Sein Kopf befand sich jetzt im Halbdunkeln.
    „Nicht besonders, hm?“ sagte er
mit leiser, heiserer Stimme. Wie einer, der was am Kehlkopf hat oder gute
Gründe, im Flüsterton zu sprechen.
    „Kenn mich da nicht so aus“,
antwortete ich. „Vielleicht hab ich Sie auch gestört...“
    Er hatte begonnen, das Queue mit einem blauen Kreidewürfel profihaft
einzuschmieren. Nebenan wurde weitergespielt. Die beiden kümmerten sich nicht
um das, was um sie herum vorging.
    Ich spielte den aufdringlichen
Schwätzer:
    „Ich meine, vielleicht ist das
etwa so wie beim Pferderennen“, erklärte ich. „Auf dem Papier läuft alles wie
geschmiert. Aber sobald man sein Geld gesetzt hat, läuft alles beschissen. Vor
allem der Gaul, auf den man gesetzt hat.“
    Ich klopfte die Pfeife an
meinen schiefgelaufenen Absätzen aus.
    „Ist bei Ihnen vielleicht
genauso“, fuhr ich fort. „Solange Sie alleine spielen, klappt alles wunderbar.

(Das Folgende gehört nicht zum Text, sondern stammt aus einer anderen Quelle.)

//! Reference resolution (population) for response payloads.
//!
//! Rows store references as plain ids; responses return the referenced
//! records in full. Resolution is an explicit lookup-and-merge at the
//! service boundary: the header's three references are fetched
//! concurrently, and item product lookups are batched into one query.
//! A reference whose target row no longer exists resolves to `null`.

use std::collections::HashMap;

use serde::Serialize;
use sqlx::PgPool;

use ordersvc_core::types::{DbId, Timestamp};
use ordersvc_db::models::contact_mech::ContactMech;
use ordersvc_db::models::customer::Customer;
use ordersvc_db::models::order_header::OrderHeader;
use ordersvc_db::models::order_item::OrderItem;
use ordersvc_db::models::product::Product;
use ordersvc_db::repositories::{ContactMechRepo, CustomerRepo, OrderItemRepo, ProductRepo};

use crate::error::AppResult;

/// An order header with its references resolved and its items attached.
#[derive(Debug, Serialize)]
pub struct OrderDetail {
    pub id: DbId,
    pub order_date: Timestamp,
    pub customer: Option<Customer>,
    pub shipping_contact_mech: Option<ContactMech>,
    pub billing_contact_mech: Option<ContactMech>,
    pub created_at: Timestamp,
    pub updated_at: Timestamp,
    pub order_items: Vec<OrderItemDetail>,
}

/// An order item with its product reference resolved.
#[derive(Debug, Serialize)]
pub struct OrderItemDetail {
    pub id: DbId,
    pub order_id: DbId,
    pub product: Option<Product>,
    pub quantity: i32,
    pub status: String,
    pub created_at: Timestamp,
    pub updated_at: Timestamp,
}

/// Resolve a header's customer/shipping/billing references and all of its
/// items (with their products) into an [`OrderDetail`].
pub async fn resolve_order(pool: &PgPool, header: OrderHeader) -> AppResult<OrderDetail> {
    let (customer, shipping, billing, items) = tokio::try_join!(
        CustomerRepo::find_by_id(pool, header.customer_id),
        ContactMechRepo::find_by_id(pool, header.shipping_contact_mech_id),
        ContactMechRepo::find_by_id(pool, header.billing_contact_mech_id),
        OrderItemRepo::list_by_order(pool, header.id),
    )?;

    let order_items = resolve_items(pool, items).await?;

    Ok(OrderDetail {
        id: header.id,
        order_date: header.order_date,
        customer,
        shipping_contact_mech: shipping,
        billing_contact_mech: billing,
        created_at: header.created_at,
        updated_at: header.updated_at,
        order_items,
    })
}

/// Resolve a list of items, batching the product lookups into one query.
pub async fn resolve_items(
    pool: &PgPool,
    items: Vec<OrderItem>,
) -> AppResult<Vec<OrderItemDetail>> {
    let mut product_ids: Vec<DbId> = items.iter().map(|i| i.product_id).collect();
    product_ids.sort_unstable();
    product_ids.dedup();

    let products: HashMap<DbId, Product> = if product_ids.is_empty() {
        HashMap::new()
    } else {
        ProductRepo::find_by_ids(pool, &product_ids)
            .await?
            .into_iter()
            .map(|p| (p.id, p))
            .collect()
    };

    Ok(items
        .into_iter()
        .map(|item| {
            let product = products.get(&item.product_id).cloned();
            merge_item(item, product)
        })
        .collect())
}

/// Resolve a single item's product reference.
pub async fn resolve_item(pool: &PgPool, item: OrderItem) -> AppResult<OrderItemDetail> {
    let product = ProductRepo::find_by_id(pool, item.product_id).await?;
    Ok(merge_item(item, product))
}

fn merge_item(item: OrderItem, product: Option<Product>) -> OrderItemDetail {
    OrderItemDetail {
        id: item.id,
        order_id: item.order_id,
        product,
        quantity: item.quantity,
        status: item.status,
        created_at: item.created_at,
        updated_at: item.updated_at,
    }
}
pub mod health;
pub mod orders;
/// Server configuration loaded from environment variables.
///
/// All fields have sensible defaults suitable for local development.
/// In production, override via environment variables.
#[derive(Debug, Clone)]
pub struct ServerConfig {
    /// Bind address (default: `0.0.0.0`).
    pub host: String,
    /// Bind port (default: `5000`).
    pub port: u16,
    /// HTTP request timeout in seconds (default: `30`).
    pub request_timeout_secs: u64,
}

impl ServerConfig {
    /// Load configuration from environment variables with defaults.
    ///
    /// | Env Var                | Default   |
    /// |------------------------|-----------|
    /// | `HOST`                 | `0.0.0.0` |
    /// | `PORT`                 | `5000`    |
    /// | `REQUEST_TIMEOUT_SECS` | `30`      |
    pub fn from_env() -> Self {
        let host = std::env::var("HOST").unwrap_or_else(|_| "0.0.0.0".into());

        let port: u16 = std::env::var("PORT")
            .unwrap_or_else(|_| "5000".into())
            .parse()
            .expect("PORT must be a valid u16");

        let request_timeout_secs: u64 = std::env::var("REQUEST_TIMEOUT_SECS")
            .unwrap_or_else(|_| "30".into())
            .parse()
            .expect("REQUEST_TIMEOUT_SECS must be a valid u64");

        Self {
            host,
            port,
            request_timeout_secs,
        }
    }
}
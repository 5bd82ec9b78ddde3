//! Shared domain types and validation for the order service.

pub mod order;
pub mod types;
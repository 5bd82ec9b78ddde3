//! Database access layer: connection pool, migrations, models, repositories.

use sqlx::postgres::PgPoolOptions;

pub mod models;
pub mod repositories;

pub type DbPool = sqlx::PgPool;

/// Create a connection pool from a database URL.
pub async fn create_pool(database_url: &str) -> Result<DbPool, sqlx::Error> {
    PgPoolOptions::new()
        .max_connections(20)
        .connect(database_url)
        .await
}

/// Verify the database is reachable with a trivial query.
pub async fn health_check(pool: &DbPool) -> Result<(), sqlx::Error> {
    sqlx::query("SELECT 1").execute(pool).await?;
    Ok(())
}

/// Apply any pending migrations from the embedded `migrations/` directory.
pub async fn run_migrations(pool: &DbPool) -> Result<(), sqlx::migrate::MigrateError> {
    sqlx::migrate!().run(pool).await
}
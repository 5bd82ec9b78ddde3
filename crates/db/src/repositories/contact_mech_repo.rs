//! Repository for the `contact_mechs` table.

use sqlx::PgPool;

use ordersvc_core::types::DbId;

use crate::models::contact_mech::{ContactMech, CreateContactMech};

/// Column list shared across queries to avoid repetition.
const COLUMNS: &str = "id, customer_id, street_address, city, state, postal_code, \
                       phone_number, email, created_at, updated_at";

/// Provides CRUD operations for contact mechanisms.
pub struct ContactMechRepo;

impl ContactMechRepo {
    /// Insert a new contact mechanism, returning the created row.
    pub async fn create(
        pool: &PgPool,
        input: &CreateContactMech,
    ) -> Result<ContactMech, sqlx::Error> {
        let query = format!(
            "INSERT INTO contact_mechs
                 (customer_id, street_address, city, state, postal_code, phone_number, email)
             VALUES ($1, $2, $3, $4, $5, $6, $7)
             RETURNING {COLUMNS}"
        );
        sqlx::query_as::<_, ContactMech>(&query)
            .bind(input.customer_id)
            .bind(&input.street_address)
            .bind(&input.city)
            .bind(&input.state)
            .bind(&input.postal_code)
            .bind(&input.phone_number)
            .bind(&input.email)
            .fetch_one(pool)
            .await
    }

    /// Find a contact mechanism by ID.
    pub async fn find_by_id(pool: &PgPool, id: DbId) -> Result<Option<ContactMech>, sqlx::Error> {
        let query = format!("SELECT {COLUMNS} FROM contact_mechs WHERE id = $1");
        sqlx::query_as::<_, ContactMech>(&query)
            .bind(id)
            .fetch_optional(pool)
            .await
    }

    /// Delete all contact mechanisms. Used by the seed binary to reset the table.
    pub async fn delete_all(pool: &PgPool) -> Result<u64, sqlx::Error> {
        let result = sqlx::query("DELETE FROM contact_mechs").execute(pool).await?;
        Ok(result.rows_affected())
    }
}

Stellt sich aber irgendein Blödmann daneben und sieht zu, haut’s nicht hin. So
meinte ich das... ungefähr...“
    Einsilbig und vielsagend faßte
der Tätowierte die Gedanken zusammen, die ihm bei einem wie mir kamen.
    „Hm...“
    „Entschuldigen Sie bitte, falls
ich Sie gestört haben sollte“, setzte ich noch einen oben drauf. Ein Quälgeist
weiß, was er seinen Mitmenschen schuldig ist!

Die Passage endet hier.